Plus tard, Jésus le retrouve dans le Temple et lui dit : « Te voilà guéri. Ne pèche plus, il pourrait t’arriver quelque chose de pire. » L’homme partit annoncer aux Juifs que c’était Jésus qui l’avait guéri. Et ceux-ci persécutaient Jésus parce qu’il avait fait cela le jour du sabbat.
Méditation
Plusieurs éléments à la lecture de cet évangile m’ont fasciné. Le premier élément est celui du temps. Quand je contemple, cet homme “malade depuis trente-huit ans”, “couché là”, avec “une foule de malades, aveugles, boiteux et impotents”, l’image qui m’est venue est celle d’un temps figé. Un homme est là étendu sur et dans le brancard de sa souffrance. Depuis 38 ans, il semble figé là, défini par sa blessure et incapable de voir une issue possible, sinon de vivre dans l’attente du bouillonnement de l’eau. “Car l’ange du Seigneur descendait par moments dans la piscine et agitait l’eau” (traduction Bible de Jérusalem).

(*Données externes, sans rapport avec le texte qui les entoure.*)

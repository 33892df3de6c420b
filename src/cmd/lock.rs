//! `trak lock` — workspace locks.

use std::env;

use anyhow::{Result, bail};
use clap::Subcommand;

use trak::engine::TaskEngine;
use trak::locks::{AcquireOutcome, ConflictKind, QueueOutcome};

/// Lock subcommands. All operate on the current working directory's repo.
#[derive(Subcommand, Debug)]
pub enum LockCommands {
    /// Take (or re-take) the workspace lock for a task
    Acquire {
        /// The task doing the work
        task: String,
        /// Comma-joined file patterns (omit for a whole-repo lock)
        #[arg(long)]
        files: Option<String>,
        /// Agent label (default: $TRAK_AGENT, then "human")
        #[arg(long)]
        agent: Option<String>,
        /// Park in the repo's queue instead of failing on conflict
        #[arg(long)]
        queue: bool,
        /// Queue priority (0 first)
        #[arg(long, default_value_t = 1)]
        priority: i64,
    },

    /// Release a lock (the primary lock, or a specific task's)
    Release {
        /// Release this task's lock instead of the primary one
        #[arg(long)]
        task: Option<String>,
    },

    /// Show locks and queue for this repo
    Status,

    /// Force-remove every lock on this repo (emergency recovery)
    Break {
        /// Why the lock is being broken
        #[arg(long, default_value = "manual break")]
        reason: String,
        /// Who is breaking it
        #[arg(long, default_value = "human")]
        by: String,
    },

    /// Extend a held lock's expiry (holder only)
    Renew {
        /// The task holding the lock
        task: String,
    },
}

fn agent_label(explicit: Option<&str>) -> String {
    explicit
        .map(str::to_owned)
        .or_else(|| env::var("TRAK_AGENT").ok().filter(|v| !v.is_empty()))
        .unwrap_or_else(|| "human".to_owned())
}

fn split_files(raw: Option<&str>) -> Vec<String> {
    raw.map(|s| {
        s.split(',')
            .map(str::trim)
            .filter(|p| !p.is_empty())
            .map(str::to_owned)
            .collect()
    })
    .unwrap_or_default()
}

pub fn run(cmd: &LockCommands) -> Result<()> {
    let engine = TaskEngine::open()?;
    let locks = engine.locks();
    let repo = env::current_dir()?;

    match cmd {
        LockCommands::Acquire { task, files, agent, queue, priority } => {
            let task = engine.store().resolve_id(task)?;
            let agent = agent_label(agent.as_deref());
            let files = split_files(files.as_deref());

            if *queue {
                match locks.acquire_or_queue(&repo, task.as_str(), &agent, &files, *priority)? {
                    QueueOutcome::Acquired(lock) => {
                        println!("Locked {} for {}", lock.repo_path, lock.task_id);
                    }
                    QueueOutcome::Queued { position, holder, conflicting } => {
                        println!(
                            "Queued at position {position} (held by {}{})",
                            holder.task_id,
                            if conflicting.is_empty() {
                                String::new()
                            } else {
                                format!("; overlapping: {}", conflicting.join(", "))
                            }
                        );
                    }
                    QueueOutcome::AlreadyQueued { position } => {
                        println!("Already queued at position {position}");
                    }
                }
                return Ok(());
            }

            match locks.acquire(&repo, task.as_str(), &agent, &files)? {
                AcquireOutcome::Acquired(lock) => {
                    println!("Locked {} for {}", lock.repo_path, lock.task_id);
                    if !lock.files.is_empty() {
                        println!("  files: {}", lock.files.join(", "));
                    }
                    println!("  expires: {}", lock.expires_at);
                    Ok(())
                }
                AcquireOutcome::Conflict(conflict) => match conflict.kind {
                    ConflictKind::Repo => bail!(
                        "lock conflict: repo held by {} (agent {}, expires {})",
                        conflict.holder.task_id,
                        conflict.holder.agent,
                        conflict.holder.expires_at
                    ),
                    ConflictKind::Files => bail!(
                        "lock conflict: {} holds overlapping files: {}",
                        conflict.holder.task_id,
                        conflict.overlapping.join(", ")
                    ),
                },
            }
        }

        LockCommands::Release { task } => {
            match locks.release(&repo, task.as_deref())? {
                Some(lock) => println!("Released lock held by {}", lock.task_id),
                None => println!("No lock to release."),
            }
            Ok(())
        }

        LockCommands::Status => {
            let held = locks.locks_for(&repo)?;
            if held.is_empty() {
                println!("No locks on {}", repo.display());
            } else {
                for lock in &held {
                    println!(
                        "{}  [{}]  agent {}  expires {}{}",
                        lock.task_id,
                        match lock.lock_type {
                            trak::locks::LockType::Repo => "repo",
                            trak::locks::LockType::Files => "files",
                        },
                        lock.agent,
                        lock.expires_at,
                        if lock.files.is_empty() {
                            String::new()
                        } else {
                            format!("  ({})", lock.files.join(", "))
                        }
                    );
                }
            }
            let queue = locks.queue_for(&repo)?;
            if !queue.is_empty() {
                println!("\nqueue:");
                for (i, entry) in queue.iter().enumerate() {
                    println!(
                        "  {i}. {} (P{}, {} since {})",
                        entry.task_id, entry.priority, entry.agent, entry.requested_at
                    );
                }
            }
            Ok(())
        }

        LockCommands::Break { reason, by } => {
            let broken = locks.break_locks(&repo, by, reason)?;
            if broken.is_empty() {
                println!("No locks to break.");
            } else {
                for lock in &broken {
                    println!("Broke lock held by {} ({})", lock.task_id, lock.agent);
                }
            }
            Ok(())
        }

        LockCommands::Renew { task } => {
            let task = engine.store().resolve_id(task)?;
            let lock = locks.renew(&repo, task.as_str())?;
            println!("Renewed until {}", lock.expires_at);
            Ok(())
        }
    }
}
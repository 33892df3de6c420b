//! `trak dep` — dependency edges.

use anyhow::Result;
use clap::Subcommand;

use trak::engine::{DepOutcome, TaskEngine};

/// Dependency subcommands.
#[derive(Subcommand, Debug)]
pub enum DepCommands {
    /// Make child wait on parent (child cannot start until parent is done)
    Add {
        /// The task that waits
        child: String,
        /// The task it waits on
        parent: String,
    },

    /// Remove a dependency edge
    Rm {
        /// The task that was waiting
        child: String,
        /// The task it was waiting on
        parent: String,
    },
}

pub fn run(cmd: &DepCommands) -> Result<()> {
    let engine = TaskEngine::open()?;
    match cmd {
        DepCommands::Add { child, parent } => match engine.dep_add(child, parent)? {
            DepOutcome::Added => println!("{child} now depends on {parent}"),
            DepOutcome::Duplicate => {
                println!("warning: {child} already depends on {parent}");
            }
            _ => {}
        },
        DepCommands::Rm { child, parent } => match engine.dep_rm(child, parent)? {
            DepOutcome::Removed => println!("{child} no longer depends on {parent}"),
            DepOutcome::Missing => {
                println!("warning: no dependency {child} → {parent}");
            }
            _ => {}
        },
    }
    Ok(())
}
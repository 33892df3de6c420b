//! Timestamp helpers.
//!
//! Every timestamp in trak is a `YYYY-MM-DD HH:MM:SS` string in UTC. The
//! format is lexicographically monotone, which the event-log merge resolver
//! relies on when it compares `updated_at` values as plain strings.

use chrono::{DateTime, Duration, NaiveDateTime, Utc};

/// The one timestamp format used everywhere.
pub const FORMAT: &str = "%Y-%m-%d %H:%M:%S";

/// Current UTC time, formatted.
#[must_use]
pub fn now() -> String {
    format(Utc::now())
}

/// Format a `DateTime` in the canonical format.
#[must_use]
pub fn format(ts: DateTime<Utc>) -> String {
    ts.format(FORMAT).to_string()
}

/// Parse a canonical timestamp back into a `DateTime`.
///
/// Returns `None` for anything that does not match the format exactly.
#[must_use]
pub fn parse(s: &str) -> Option<DateTime<Utc>> {
    NaiveDateTime::parse_from_str(s, FORMAT)
        .ok()
        .map(|naive| naive.and_utc())
}

/// Current time plus `minutes`, formatted. Used for retry backoff and lock
/// expiry stamps.
#[must_use]
pub fn now_plus_minutes(minutes: i64) -> String {
    format(Utc::now() + Duration::minutes(minutes))
}

/// Whole days between `ts` and now; `None` if `ts` does not parse.
/// Clamped at zero for timestamps in the future.
#[must_use]
pub fn age_days(ts: &str) -> Option<i64> {
    let parsed = parse(ts)?;
    Some((Utc::now() - parsed).num_days().max(0))
}

/// True if `ts` is in the past (or does not parse, which we treat as
/// elapsed so a malformed `retry_after` can never wedge a task).
#[must_use]
pub fn has_elapsed(ts: &str) -> bool {
    parse(ts).is_none_or(|t| t <= Utc::now())
}

// ---------------------------------------------------------------------------
// Tests
// ---------------------------------------------------------------------------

Cette expérience, je la vois dans ma vie et dans la vie de tant de personnes, celle de vivre l’aujourd’hui dans le passé de notre blessure. C’est comme si le mal qui nous a été fait devenait notre brancard, le lieu de notre repos. Non seulement, jour après jour, nous donnons foi au mal en nous mais nous nous y habituons et espérons qu’un jour “l’eau bouillonnera”, que l’ange du Seigneur passera pour nous. Bien plus, nous remettons entre les mains d’autres personnes notre guérison : « Seigneur, je n’ai personne pour me plonger dans la piscine au moment où l’eau bouillonne ; et pendant que j’y vais, un autre descend avant moi. »
Ce temps, que j’appellerais cancéreux, est rongé et fragmenté par le mal. Il place l’humain dans une longue mort qui s’étire et où même Dieu semble réduit à un “ange agitateur” qui “descend par moments” croiser la vie et le temps humains. Dieu n’apparaît pas ici absent mais indifférent à l’humain et sa souffrance, jusqu’à en devenir insignifiant et laissant le salut aux lois de la fatalité. Il me semble que ce Dieu contraste avec Celui qui, en ce jour de sabbat (dans le texte), se repose éternellement en sa création et en l’humain. Un Dieu de la Présence ! D’un côté, nous avons donc un homme étendu sur un brancard de mort et, de l’autre, un Dieu qui se repose de Vie en l’humain.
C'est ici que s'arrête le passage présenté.